## EXERCISE GOAL:
Reduce the material below to its lines containing "FeatureType".

## TASK MATERIAL:
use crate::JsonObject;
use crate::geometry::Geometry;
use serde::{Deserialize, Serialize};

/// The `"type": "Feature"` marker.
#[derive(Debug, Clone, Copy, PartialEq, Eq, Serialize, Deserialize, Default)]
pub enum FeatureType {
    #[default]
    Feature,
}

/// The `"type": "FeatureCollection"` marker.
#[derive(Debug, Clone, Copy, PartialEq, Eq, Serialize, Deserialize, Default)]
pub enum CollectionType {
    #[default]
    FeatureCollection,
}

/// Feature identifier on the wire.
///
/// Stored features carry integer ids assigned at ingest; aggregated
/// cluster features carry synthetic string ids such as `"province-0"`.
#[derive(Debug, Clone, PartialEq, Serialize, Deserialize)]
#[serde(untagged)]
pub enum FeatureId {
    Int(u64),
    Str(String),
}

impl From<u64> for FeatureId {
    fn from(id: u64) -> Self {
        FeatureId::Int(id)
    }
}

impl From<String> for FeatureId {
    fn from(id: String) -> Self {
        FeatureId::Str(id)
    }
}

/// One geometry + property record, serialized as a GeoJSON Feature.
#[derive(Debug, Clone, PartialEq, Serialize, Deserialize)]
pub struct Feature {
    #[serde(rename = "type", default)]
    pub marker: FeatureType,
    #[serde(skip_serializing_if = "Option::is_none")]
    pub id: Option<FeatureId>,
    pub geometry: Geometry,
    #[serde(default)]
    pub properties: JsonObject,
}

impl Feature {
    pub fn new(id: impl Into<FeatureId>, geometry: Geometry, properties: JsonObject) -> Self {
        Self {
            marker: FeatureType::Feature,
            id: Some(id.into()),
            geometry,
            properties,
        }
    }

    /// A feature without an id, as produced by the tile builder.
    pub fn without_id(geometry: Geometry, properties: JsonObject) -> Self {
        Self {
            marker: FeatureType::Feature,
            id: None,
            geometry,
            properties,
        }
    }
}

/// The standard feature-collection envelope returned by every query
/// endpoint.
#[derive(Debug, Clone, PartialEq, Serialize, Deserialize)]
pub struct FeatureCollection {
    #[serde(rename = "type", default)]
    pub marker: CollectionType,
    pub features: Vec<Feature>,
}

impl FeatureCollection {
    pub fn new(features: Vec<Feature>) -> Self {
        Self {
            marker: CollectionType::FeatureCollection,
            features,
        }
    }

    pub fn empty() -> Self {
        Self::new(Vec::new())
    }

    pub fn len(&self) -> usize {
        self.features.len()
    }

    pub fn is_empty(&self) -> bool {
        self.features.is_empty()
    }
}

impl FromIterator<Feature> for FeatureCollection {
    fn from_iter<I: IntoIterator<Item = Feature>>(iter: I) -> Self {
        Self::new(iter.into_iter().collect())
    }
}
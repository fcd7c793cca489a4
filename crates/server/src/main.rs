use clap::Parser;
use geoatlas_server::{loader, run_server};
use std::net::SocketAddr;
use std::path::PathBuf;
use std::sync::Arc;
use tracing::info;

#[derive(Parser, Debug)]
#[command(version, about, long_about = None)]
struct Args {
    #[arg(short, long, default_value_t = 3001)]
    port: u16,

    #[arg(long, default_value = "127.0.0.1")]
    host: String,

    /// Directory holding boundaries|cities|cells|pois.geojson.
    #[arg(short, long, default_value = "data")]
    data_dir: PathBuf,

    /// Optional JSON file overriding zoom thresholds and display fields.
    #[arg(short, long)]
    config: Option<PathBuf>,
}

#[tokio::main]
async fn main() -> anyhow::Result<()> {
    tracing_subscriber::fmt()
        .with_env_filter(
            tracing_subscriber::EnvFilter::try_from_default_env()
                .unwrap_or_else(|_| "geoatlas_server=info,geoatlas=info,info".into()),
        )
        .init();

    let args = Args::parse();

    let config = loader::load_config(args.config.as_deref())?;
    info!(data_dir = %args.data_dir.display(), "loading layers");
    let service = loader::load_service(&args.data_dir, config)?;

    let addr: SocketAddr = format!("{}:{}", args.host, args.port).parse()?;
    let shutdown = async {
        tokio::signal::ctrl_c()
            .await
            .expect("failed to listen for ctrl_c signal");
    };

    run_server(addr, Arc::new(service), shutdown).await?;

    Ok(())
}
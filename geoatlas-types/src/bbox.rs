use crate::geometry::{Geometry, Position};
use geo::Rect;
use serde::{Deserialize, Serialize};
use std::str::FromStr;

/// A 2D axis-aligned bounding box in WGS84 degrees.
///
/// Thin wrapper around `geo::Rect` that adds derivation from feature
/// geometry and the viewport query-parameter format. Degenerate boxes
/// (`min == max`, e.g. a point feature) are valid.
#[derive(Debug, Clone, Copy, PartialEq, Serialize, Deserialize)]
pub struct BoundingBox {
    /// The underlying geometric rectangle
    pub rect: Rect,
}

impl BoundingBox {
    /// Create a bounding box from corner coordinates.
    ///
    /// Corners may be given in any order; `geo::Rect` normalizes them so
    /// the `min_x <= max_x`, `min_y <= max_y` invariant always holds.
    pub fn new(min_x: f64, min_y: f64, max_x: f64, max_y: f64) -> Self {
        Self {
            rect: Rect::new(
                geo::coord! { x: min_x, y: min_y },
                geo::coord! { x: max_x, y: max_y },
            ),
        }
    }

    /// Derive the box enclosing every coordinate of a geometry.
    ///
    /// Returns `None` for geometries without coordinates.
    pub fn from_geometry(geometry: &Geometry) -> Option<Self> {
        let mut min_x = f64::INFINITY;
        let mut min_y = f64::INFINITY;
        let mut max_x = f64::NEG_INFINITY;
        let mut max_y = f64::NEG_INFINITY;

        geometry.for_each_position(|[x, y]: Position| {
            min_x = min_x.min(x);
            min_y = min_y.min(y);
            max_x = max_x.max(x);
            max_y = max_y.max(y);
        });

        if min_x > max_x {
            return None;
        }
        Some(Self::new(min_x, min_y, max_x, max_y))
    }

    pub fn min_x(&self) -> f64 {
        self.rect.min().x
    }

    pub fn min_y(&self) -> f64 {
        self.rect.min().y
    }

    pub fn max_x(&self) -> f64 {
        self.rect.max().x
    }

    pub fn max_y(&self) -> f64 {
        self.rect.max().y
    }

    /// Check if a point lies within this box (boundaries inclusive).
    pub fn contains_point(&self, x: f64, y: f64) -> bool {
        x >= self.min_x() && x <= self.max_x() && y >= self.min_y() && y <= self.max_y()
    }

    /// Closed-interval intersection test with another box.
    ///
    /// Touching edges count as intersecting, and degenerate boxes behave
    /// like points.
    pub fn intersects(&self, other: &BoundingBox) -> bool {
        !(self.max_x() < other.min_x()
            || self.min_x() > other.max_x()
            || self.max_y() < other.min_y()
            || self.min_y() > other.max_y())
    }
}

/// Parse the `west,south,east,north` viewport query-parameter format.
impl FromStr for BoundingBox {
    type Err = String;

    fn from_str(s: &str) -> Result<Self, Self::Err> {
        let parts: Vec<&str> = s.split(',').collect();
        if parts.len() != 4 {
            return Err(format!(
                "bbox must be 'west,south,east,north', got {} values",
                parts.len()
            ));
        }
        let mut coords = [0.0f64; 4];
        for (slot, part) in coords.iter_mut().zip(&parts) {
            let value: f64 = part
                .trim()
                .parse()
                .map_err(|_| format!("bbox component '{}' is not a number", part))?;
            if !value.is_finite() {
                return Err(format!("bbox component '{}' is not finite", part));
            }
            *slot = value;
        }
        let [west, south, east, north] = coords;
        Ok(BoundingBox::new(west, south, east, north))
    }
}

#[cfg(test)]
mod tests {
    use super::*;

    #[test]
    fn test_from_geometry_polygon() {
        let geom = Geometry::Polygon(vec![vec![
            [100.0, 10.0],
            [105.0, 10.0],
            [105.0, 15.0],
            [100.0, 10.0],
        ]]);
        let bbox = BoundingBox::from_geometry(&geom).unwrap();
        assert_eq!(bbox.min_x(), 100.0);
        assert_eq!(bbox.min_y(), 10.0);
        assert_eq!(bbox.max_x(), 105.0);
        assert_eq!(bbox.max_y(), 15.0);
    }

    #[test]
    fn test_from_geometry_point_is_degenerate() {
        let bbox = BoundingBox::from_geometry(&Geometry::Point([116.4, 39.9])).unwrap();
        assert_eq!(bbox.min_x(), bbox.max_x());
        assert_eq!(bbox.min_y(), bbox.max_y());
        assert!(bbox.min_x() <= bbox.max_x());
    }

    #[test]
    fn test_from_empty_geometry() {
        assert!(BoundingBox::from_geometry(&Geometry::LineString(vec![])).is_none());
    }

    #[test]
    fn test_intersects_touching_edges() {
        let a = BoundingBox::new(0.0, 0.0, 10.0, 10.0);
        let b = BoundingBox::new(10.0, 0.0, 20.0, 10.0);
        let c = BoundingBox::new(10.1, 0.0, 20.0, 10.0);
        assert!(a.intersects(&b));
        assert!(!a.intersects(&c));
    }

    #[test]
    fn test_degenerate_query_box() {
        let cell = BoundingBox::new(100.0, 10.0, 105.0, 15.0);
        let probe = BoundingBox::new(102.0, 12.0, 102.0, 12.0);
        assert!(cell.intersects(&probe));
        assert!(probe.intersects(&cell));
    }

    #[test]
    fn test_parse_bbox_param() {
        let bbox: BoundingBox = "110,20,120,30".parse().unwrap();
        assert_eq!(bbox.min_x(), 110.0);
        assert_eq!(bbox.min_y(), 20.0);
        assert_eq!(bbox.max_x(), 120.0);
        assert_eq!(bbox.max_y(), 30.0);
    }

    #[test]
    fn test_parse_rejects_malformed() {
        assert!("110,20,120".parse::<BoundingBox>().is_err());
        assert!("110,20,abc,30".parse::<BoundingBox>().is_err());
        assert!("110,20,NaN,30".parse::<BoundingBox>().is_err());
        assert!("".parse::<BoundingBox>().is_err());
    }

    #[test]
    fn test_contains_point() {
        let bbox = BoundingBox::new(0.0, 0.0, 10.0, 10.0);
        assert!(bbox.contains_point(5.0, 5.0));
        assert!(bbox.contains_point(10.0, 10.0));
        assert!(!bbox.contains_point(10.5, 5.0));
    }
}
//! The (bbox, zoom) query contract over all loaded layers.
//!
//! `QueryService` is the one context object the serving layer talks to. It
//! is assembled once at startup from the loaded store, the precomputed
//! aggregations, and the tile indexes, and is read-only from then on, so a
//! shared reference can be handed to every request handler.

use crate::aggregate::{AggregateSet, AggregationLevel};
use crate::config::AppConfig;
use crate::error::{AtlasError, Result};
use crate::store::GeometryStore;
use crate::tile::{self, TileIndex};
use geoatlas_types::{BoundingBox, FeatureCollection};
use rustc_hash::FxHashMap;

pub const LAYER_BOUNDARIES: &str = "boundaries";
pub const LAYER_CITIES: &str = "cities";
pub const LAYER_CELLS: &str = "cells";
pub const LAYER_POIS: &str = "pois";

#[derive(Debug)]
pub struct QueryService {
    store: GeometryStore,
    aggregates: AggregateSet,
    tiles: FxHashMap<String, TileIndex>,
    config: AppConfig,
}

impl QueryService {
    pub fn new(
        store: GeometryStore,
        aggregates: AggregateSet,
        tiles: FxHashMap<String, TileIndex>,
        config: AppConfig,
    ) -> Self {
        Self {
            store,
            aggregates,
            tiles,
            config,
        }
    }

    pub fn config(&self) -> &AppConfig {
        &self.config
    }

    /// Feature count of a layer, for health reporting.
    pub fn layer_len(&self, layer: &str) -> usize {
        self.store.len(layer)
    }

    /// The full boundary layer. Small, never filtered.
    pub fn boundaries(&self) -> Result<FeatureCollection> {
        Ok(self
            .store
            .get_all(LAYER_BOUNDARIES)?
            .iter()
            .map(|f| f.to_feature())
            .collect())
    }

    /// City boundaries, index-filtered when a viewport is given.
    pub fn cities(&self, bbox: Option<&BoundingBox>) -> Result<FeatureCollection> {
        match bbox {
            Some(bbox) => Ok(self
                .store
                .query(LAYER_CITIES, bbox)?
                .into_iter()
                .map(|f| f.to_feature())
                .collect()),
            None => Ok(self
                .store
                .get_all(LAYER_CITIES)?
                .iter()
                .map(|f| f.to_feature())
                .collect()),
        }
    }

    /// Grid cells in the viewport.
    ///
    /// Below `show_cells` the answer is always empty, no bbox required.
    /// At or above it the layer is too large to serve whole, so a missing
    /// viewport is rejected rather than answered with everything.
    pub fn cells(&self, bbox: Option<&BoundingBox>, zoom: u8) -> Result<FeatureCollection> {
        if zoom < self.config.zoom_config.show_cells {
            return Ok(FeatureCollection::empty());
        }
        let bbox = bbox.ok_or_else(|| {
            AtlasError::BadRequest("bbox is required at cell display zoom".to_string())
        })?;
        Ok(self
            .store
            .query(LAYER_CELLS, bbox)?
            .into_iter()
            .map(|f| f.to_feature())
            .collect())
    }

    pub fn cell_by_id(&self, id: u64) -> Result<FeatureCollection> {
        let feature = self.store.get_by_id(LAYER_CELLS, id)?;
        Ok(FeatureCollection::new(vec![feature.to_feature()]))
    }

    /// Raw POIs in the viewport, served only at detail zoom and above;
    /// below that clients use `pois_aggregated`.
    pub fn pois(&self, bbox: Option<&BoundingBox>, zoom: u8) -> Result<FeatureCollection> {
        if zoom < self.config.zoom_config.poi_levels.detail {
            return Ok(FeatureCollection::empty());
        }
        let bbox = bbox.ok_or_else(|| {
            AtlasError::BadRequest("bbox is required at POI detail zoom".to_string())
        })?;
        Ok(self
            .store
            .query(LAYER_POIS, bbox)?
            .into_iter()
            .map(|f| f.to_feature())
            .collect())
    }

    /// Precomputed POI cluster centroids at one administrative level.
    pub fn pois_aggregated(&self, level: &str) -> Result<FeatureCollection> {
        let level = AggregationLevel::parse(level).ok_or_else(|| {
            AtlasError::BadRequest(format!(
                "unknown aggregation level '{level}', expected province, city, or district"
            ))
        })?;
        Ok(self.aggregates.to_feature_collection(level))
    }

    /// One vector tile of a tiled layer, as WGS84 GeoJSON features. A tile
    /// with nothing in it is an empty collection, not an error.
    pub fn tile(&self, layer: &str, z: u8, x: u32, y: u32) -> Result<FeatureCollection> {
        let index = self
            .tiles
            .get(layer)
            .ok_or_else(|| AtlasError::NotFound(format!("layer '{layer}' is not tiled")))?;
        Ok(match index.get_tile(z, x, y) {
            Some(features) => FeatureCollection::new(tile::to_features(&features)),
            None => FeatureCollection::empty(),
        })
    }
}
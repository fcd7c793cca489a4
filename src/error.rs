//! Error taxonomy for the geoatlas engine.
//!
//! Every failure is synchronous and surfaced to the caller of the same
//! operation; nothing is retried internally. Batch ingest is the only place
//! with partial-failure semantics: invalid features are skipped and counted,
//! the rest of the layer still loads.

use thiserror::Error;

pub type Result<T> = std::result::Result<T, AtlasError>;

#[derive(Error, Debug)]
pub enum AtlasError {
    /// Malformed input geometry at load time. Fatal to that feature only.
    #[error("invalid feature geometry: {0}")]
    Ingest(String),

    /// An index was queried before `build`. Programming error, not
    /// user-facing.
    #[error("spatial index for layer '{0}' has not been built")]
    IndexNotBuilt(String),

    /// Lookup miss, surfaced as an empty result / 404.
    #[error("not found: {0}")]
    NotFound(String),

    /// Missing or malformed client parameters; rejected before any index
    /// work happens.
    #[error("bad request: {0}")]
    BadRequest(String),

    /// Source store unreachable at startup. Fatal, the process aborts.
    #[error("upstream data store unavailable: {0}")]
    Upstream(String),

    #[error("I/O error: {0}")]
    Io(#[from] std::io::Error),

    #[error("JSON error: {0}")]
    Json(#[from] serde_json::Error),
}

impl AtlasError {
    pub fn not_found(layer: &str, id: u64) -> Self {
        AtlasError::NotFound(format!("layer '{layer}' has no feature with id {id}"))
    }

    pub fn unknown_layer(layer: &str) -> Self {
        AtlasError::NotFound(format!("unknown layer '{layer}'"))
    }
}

## YOUR RESPONSE:
pub enum FeatureType {
    pub marker: FeatureType,
            marker: FeatureType::Feature,
            marker: FeatureType::Feature,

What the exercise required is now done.